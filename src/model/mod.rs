mod announce;
mod component;
mod hash;

pub use announce::*;
pub use component::*;
pub use hash::*;

/// An MQTT topic reporting the availability (online/offline) of an entity.
///
/// Used by most entity kinds as the `availability` list. Must not be combined with
/// `availability_topic`.
#[derive(Clone, Debug, Default, PartialEq, Eq, serde::Serialize, serde::Deserialize)]
#[cfg_attr(feature = "schemars", derive(schemars::JsonSchema))]
pub struct Availability {
    /// The payload that represents the available state, defaults to `online`.
    #[serde(default, skip_serializing_if = "Option::is_none")]
    pub payload_available: Option<String>,

    /// The payload that represents the unavailable state, defaults to `offline`.
    #[serde(default, skip_serializing_if = "Option::is_none")]
    pub payload_not_available: Option<String>,

    /// An MQTT topic subscribed to receive availability (online/offline) updates.
    pub topic: String,
}

impl Availability {
    pub fn new(topic: impl Into<String>) -> Self {
        Self {
            topic: topic.into(),
            ..Default::default()
        }
    }
}

/// Information about the device an entity is a part of.
///
/// Ties the entity into the device registry. At least one of `identifiers` or `connections`
/// must be present to identify the device.
#[derive(Clone, Debug, Default, PartialEq, Eq, serde::Serialize, serde::Deserialize)]
#[cfg_attr(feature = "schemars", derive(schemars::JsonSchema))]
pub struct Device {
    /// Connections of the device to the outside world, as `[connection_type, connection_identifier]`.
    #[serde(alias = "cns")]
    #[serde(default, skip_serializing_if = "Vec::is_empty")]
    pub connections: Vec<[String; 2]>,

    /// IDs that uniquely identify the device, for example a serial number.
    #[serde(alias = "ids")]
    #[serde(default, skip_serializing_if = "Vec::is_empty")]
    pub identifiers: Vec<String>,

    #[serde(alias = "mf")]
    #[serde(default, skip_serializing_if = "Option::is_none")]
    pub manufacturer: Option<String>,

    #[serde(alias = "mdl")]
    #[serde(default, skip_serializing_if = "Option::is_none")]
    pub model: Option<String>,

    #[serde(default, skip_serializing_if = "Option::is_none")]
    pub name: Option<String>,

    /// Suggest an area if the device isn't in one yet.
    #[serde(alias = "sa")]
    #[serde(default, skip_serializing_if = "Option::is_none")]
    pub suggested_area: Option<String>,

    /// The firmware version of the device.
    #[serde(alias = "sw")]
    #[serde(default, skip_serializing_if = "Option::is_none")]
    pub sw_version: Option<String>,

    /// Identifier of a device that routes messages between this device and Home Assistant.
    #[serde(default, skip_serializing_if = "Option::is_none")]
    pub via_device: Option<String>,
}

#[cfg(test)]
mod test {
    use super::*;
    use serde_json::json;

    #[test]
    fn test_device_serde() {
        assert_eq!(
            serde_json::to_value(Device {
                identifiers: vec!["test-id1".into()],
                connections: vec![["mac".into(), "02:5b:26:a8:dc:12".into()]],
                name: Some("Test Device 1".to_string()),
                ..Default::default()
            })
            .unwrap(),
            json!({
                "identifiers": ["test-id1"],
                "connections": [["mac", "02:5b:26:a8:dc:12"]],
                "name": "Test Device 1",
            })
        )
    }

    #[test]
    fn test_device_abbreviations() {
        let device: Device = serde_json::from_value(json!({
            "ids": ["abc"],
            "mf": "ACME",
            "mdl": "Widget",
            "sw": "1.2.3",
            "sa": "Kitchen",
        }))
        .unwrap();

        assert_eq!(
            device,
            Device {
                identifiers: vec!["abc".into()],
                manufacturer: Some("ACME".into()),
                model: Some("Widget".into()),
                sw_version: Some("1.2.3".into()),
                suggested_area: Some("Kitchen".into()),
                ..Default::default()
            }
        );
    }

    #[test]
    fn test_availability_topic_always_present() {
        assert_eq!(
            serde_json::to_value(Availability::default()).unwrap(),
            json!({ "topic": "" })
        );
        assert_eq!(
            serde_json::to_value(Availability {
                payload_available: Some("up".into()),
                ..Availability::new("device/status")
            })
            .unwrap(),
            json!({ "topic": "device/status", "payload_available": "up" })
        );
    }
}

- **Brief**: The answer should be a bare number: how many lines of the material above include "Self".

- **Answer for the task**: 2